When he’s not shooting a paid gig, Jeff has wide photographic interests.  He’ll take his camera to anything he or his family are doing.  He also seeks out wildlife, nature, motorsports, still lives, in- camera abstracts, drones, family photos, fireworks, you name it.

 

Jeff processes primarily in Lightroom, though he’ll grudgingly hit the “edit in Photoshop” menu item if he really has to.  He suspects he’ll spend more time there now that he has a backdrop set with a green screen.

 

Jeff’s has been published in the Alexandria Gazette, the Huffington Post, and dcist.com.  His work has been recognized in Joseph Miller’s Abstract exhibit and Nature Visions Expo.

        

Stan Bysshe (Print)

 

Although Stan has been taking pictures since the early seventies, it wasn’t until the take-off of digital photography that he became passionate about the photographic process.
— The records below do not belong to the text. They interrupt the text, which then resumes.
use std::collections::BTreeSet;
use std::fmt;

use chrono::{DateTime, Utc};
use serde::{Deserialize, Serialize};

use crate::workflows::report_summary::Classification;

/// Identifier wrapper for catalog goods.
#[derive(Debug, Clone, PartialEq, Eq, PartialOrd, Ord, Hash, Serialize, Deserialize)]
pub struct GoodId(pub String);

/// Identifier of a line item (a GoodOnApplication, or a GoodsType on open/HMRC cases).
#[derive(Debug, Clone, PartialEq, Eq, PartialOrd, Ord, Hash, Serialize, Deserialize)]
pub struct LineItemId(pub String);

#[derive(Debug, Clone, PartialEq, Eq, PartialOrd, Ord, Hash, Serialize, Deserialize)]
pub struct CaseId(pub String);

#[derive(Debug, Clone, PartialEq, Eq, PartialOrd, Ord, Hash, Serialize, Deserialize)]
pub struct ReviewerId(pub String);

#[derive(Debug, Clone, PartialEq, Eq, PartialOrd, Ord, Hash, Serialize, Deserialize)]
pub struct RegimeEntryId(pub String);

macro_rules! display_inner {
    ($($name:ident),+) => {
        $(
            impl fmt::Display for $name {
                fn fmt(&self, f: &mut fmt::Formatter<'_>) -> fmt::Result {
                    f.write_str(&self.0)
                }
            }
        )+
    };
}

display_inner!(GoodId, LineItemId, CaseId, ReviewerId, RegimeEntryId);

/// Lifecycle of a catalog good.
#[derive(Debug, Clone, Copy, PartialEq, Eq, Serialize, Deserialize)]
#[serde(rename_all = "snake_case")]
pub enum GoodStatus {
    Draft,
    Submitted,
    Query,
    Verified,
}

impl GoodStatus {
    pub const fn label(self) -> &'static str {
        match self {
            GoodStatus::Draft => "draft",
            GoodStatus::Submitted => "submitted",
            GoodStatus::Query => "query",
            GoodStatus::Verified => "verified",
        }
    }
}

/// System tags this engine adds to or removes from goods.
#[derive(Debug, Clone, Copy, PartialEq, Eq, PartialOrd, Ord, Hash, Serialize, Deserialize)]
#[serde(rename_all = "snake_case")]
pub enum SystemFlag {
    GoodNotYetVerified,
    Wassenaar,
}

/// Catalog product, shared by every application that lists it.
#[derive(Debug, Clone, PartialEq, Eq, Serialize, Deserialize)]
pub struct Good {
    pub id: GoodId,
    pub name: String,
    #[serde(default)]
    pub organisation: String,
    pub status: GoodStatus,
    #[serde(default)]
    pub control_list_entries: Vec<String>,
    #[serde(default)]
    pub is_good_controlled: Option<bool>,
    #[serde(default)]
    pub classification: Option<Classification>,
    #[serde(default)]
    pub flags: BTreeSet<SystemFlag>,
}

impl Good {
    pub fn report_summary(&self) -> Option<String> {
        self.classification.as_ref().map(Classification::report_summary)
    }

    pub fn is_verified(&self) -> bool {
        self.status == GoodStatus::Verified
    }

    /// Folds a reviewed line's control list entries into the catalog record.
    ///
    /// Unverified goods take the line's entries wholesale and become verified.
    /// Verified goods only ever gain entries.
    pub fn merge_control_list_entries(&mut self, entries: &[String]) {
        if self.is_verified() {
            for entry in entries {
                if !self.control_list_entries.contains(entry) {
                    self.control_list_entries.push(entry.clone());
                }
            }
        } else {
            self.control_list_entries = entries.to_vec();
            self.status = GoodStatus::Verified;
        }
    }
}

/// What a line item points at.
#[derive(Debug, Clone, PartialEq, Eq, Serialize, Deserialize)]
#[serde(tag = "kind", rename_all = "snake_case")]
pub enum LineItemKind {
    GoodOnApplication { good_id: GoodId },
    /// Open and HMRC cases list goods types that have no catalog good behind them.
    GoodsType { description: String },
}

/// Per-application classification snapshot of a product.
#[derive(Debug, Clone, PartialEq, Eq, Serialize, Deserialize)]
pub struct LineItem {
    pub id: LineItemId,
    pub case_id: CaseId,
    #[serde(flatten)]
    pub kind: LineItemKind,
    #[serde(default)]
    pub control_list_entries: Vec<String>,
    #[serde(default)]
    pub is_good_controlled: Option<bool>,
    #[serde(default)]
    pub classification: Option<Classification>,
    #[serde(default)]
    pub regime_entries: Vec<RegimeEntryId>,
    #[serde(default)]
    pub comment: Option<String>,
    #[serde(default)]
    pub is_precedent: bool,
    #[serde(default)]
    pub is_wassenaar: bool,
    #[serde(default)]
    pub is_ncsc_military_information_security: Option<bool>,
    #[serde(default)]
    pub assessed_by: Option<ReviewerId>,
    #[serde(default)]
    pub assessment_date: Option<DateTime<Utc>>,
}

impl LineItem {
    pub fn good_id(&self) -> Option<&GoodId> {
        match &self.kind {
            LineItemKind::GoodOnApplication { good_id } => Some(good_id),
            LineItemKind::GoodsType { .. } => None,
        }
    }

    pub fn report_summary(&self) -> Option<String> {
        self.classification.as_ref().map(Classification::report_summary)
    }
}

/// Known control list entry codes.
#[derive(Debug, Clone, PartialEq, Eq, Serialize, Deserialize)]
pub struct ControlListEntry {
    pub rating: String,
    #[serde(default)]
    pub text: String,
}

#[derive(Debug, Clone, PartialEq, Eq, Serialize, Deserialize)]
pub struct RegimeEntry {
    pub id: RegimeEntryId,
    pub name: String,
}

/// Case states relevant to goods review.
#[derive(Debug, Clone, Copy, PartialEq, Eq, Serialize, Deserialize)]
#[serde(rename_all = "snake_case")]
pub enum CaseStatus {
    Submitted,
    ApplicantEditing,
    InitialChecks,
    Resubmitted,
    ReopenedForChanges,
    UnderReview,
    OgdAdvice,
    UnderFinalReview,
    FinalReviewCountersign,
    FinalReviewSecondCountersign,
    UnderAppeal,
    Suspended,
    Finalised,
    Closed,
    Deregistered,
    Registered,
    Revoked,
    Surrendered,
    Withdrawn,
}

impl CaseStatus {
    /// Statuses after which a case's goods can no longer be assessed.
    pub const fn is_terminal(self) -> bool {
        matches!(
            self,
            CaseStatus::Closed
                | CaseStatus::Deregistered
                | CaseStatus::Finalised
                | CaseStatus::Registered
                | CaseStatus::Revoked
                | CaseStatus::Surrendered
                | CaseStatus::Withdrawn
        )
    }

    /// Statuses whose reviewed goods are shown to other reviewers as precedents.
    pub const fn is_precedent_source(self) -> bool {
        matches!(
            self,
            CaseStatus::UnderReview
                | CaseStatus::OgdAdvice
                | CaseStatus::UnderFinalReview
                | CaseStatus::FinalReviewCountersign
                | CaseStatus::FinalReviewSecondCountersign
                | CaseStatus::Finalised
        )
    }

    pub const fn label(self) -> &'static str {
        match self {
            CaseStatus::Submitted => "submitted",
            CaseStatus::ApplicantEditing => "applicant_editing",
            CaseStatus::InitialChecks => "initial_checks",
            CaseStatus::Resubmitted => "resubmitted",
            CaseStatus::ReopenedForChanges => "reopened_for_changes",
            CaseStatus::UnderReview => "under_review",
            CaseStatus::OgdAdvice => "ogd_advice",
            CaseStatus::UnderFinalReview => "under_final_review",
            CaseStatus::FinalReviewCountersign => "final_review_countersign",
            CaseStatus::FinalReviewSecondCountersign => "final_review_second_countersign",
            CaseStatus::UnderAppeal => "under_appeal",
            CaseStatus::Suspended => "suspended",
            CaseStatus::Finalised => "finalised",
            CaseStatus::Closed => "closed",
            CaseStatus::Deregistered => "deregistered",
            CaseStatus::Registered => "registered",
            CaseStatus::Revoked => "revoked",
            CaseStatus::Surrendered => "surrendered",
            CaseStatus::Withdrawn => "withdrawn",
        }
    }
}

/// Case view supplied by the case collaborator: status plus line ordering.
#[derive(Debug, Clone, PartialEq, Eq, Serialize)]
pub struct CaseSummary {
    pub id: CaseId,
    pub status: CaseStatus,
    pub line_items: Vec<LineItemId>,
}

impl CaseSummary {
    /// 1-based position of the line within its application.
    pub fn line_number(&self, id: &LineItemId) -> Option<usize> {
        self.line_items
            .iter()
            .position(|candidate| candidate == id)
            .map(|index| index + 1)
    }

    pub fn contains(&self, id: &LineItemId) -> bool {
        self.line_items.contains(id)
    }
}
It has been a slow, sometimes painful and certainly continuous learning process. But with retirement, it beat the heck out of playing golf. Like many of you, in the film days, he dabbled in the darkroom, however there just wasn’t time to become a photographer. Now that he has the time, Stan enjoys planning photo shoots, thinking about how to make an image and then processing it, and finally printing it. For him, the ultimate endpoint for a photograph is the print. However he still doesn’t consider himself completely knowledgeable about any of those steps; there is always something new to learn.

 

The biggest influence on Stan’s photography has been the natural world, especially marine reef ecology. He has been a certified scuba diver for forty-five years and stopped logging dives after two thousand. For the past three decades he rarely dove without a camera and seldom took images unless he was underwater. So he supported his habit by photographing and writing for dive magazines, dive shops and tourist boards. More recently however, maintaining and traveling with dive gear, underwater housings and strobes as well as cameras simply lost its glamour. So about five years ago he decided to explore the natural world on land. That meant learning about new habitats and animal behaviors and photographing without flash. Not surprisingly, birds in flight caught his eye. They aren’t that different from fish on a reef! This has lead to studying capturing subjects in motion.

 

Stan has mostly shot with Nikon, but truly has no preference, other than he is now trapped by the lenses he owns. It’s not the camera! Most of his post-processing initially was with Aperture and now Lightroom. He is Photoshop illiterate; another project in the making. However with photographing nature, processing takes a backseat to an image that allows the subject in its environment to be the art. Stan prints with a ten year old Epson Stylus Pro 3800, took a mat cutting course and watched Bob and Willa intently, but has now found it easier to order precut mats and recycle them as he mounts prints for exhibit.

 

The prints were chosen simply because they were images that he enjoyed taking, either because of the challenge or the memorable location. The underwater images were all published at one point but have never been printed before.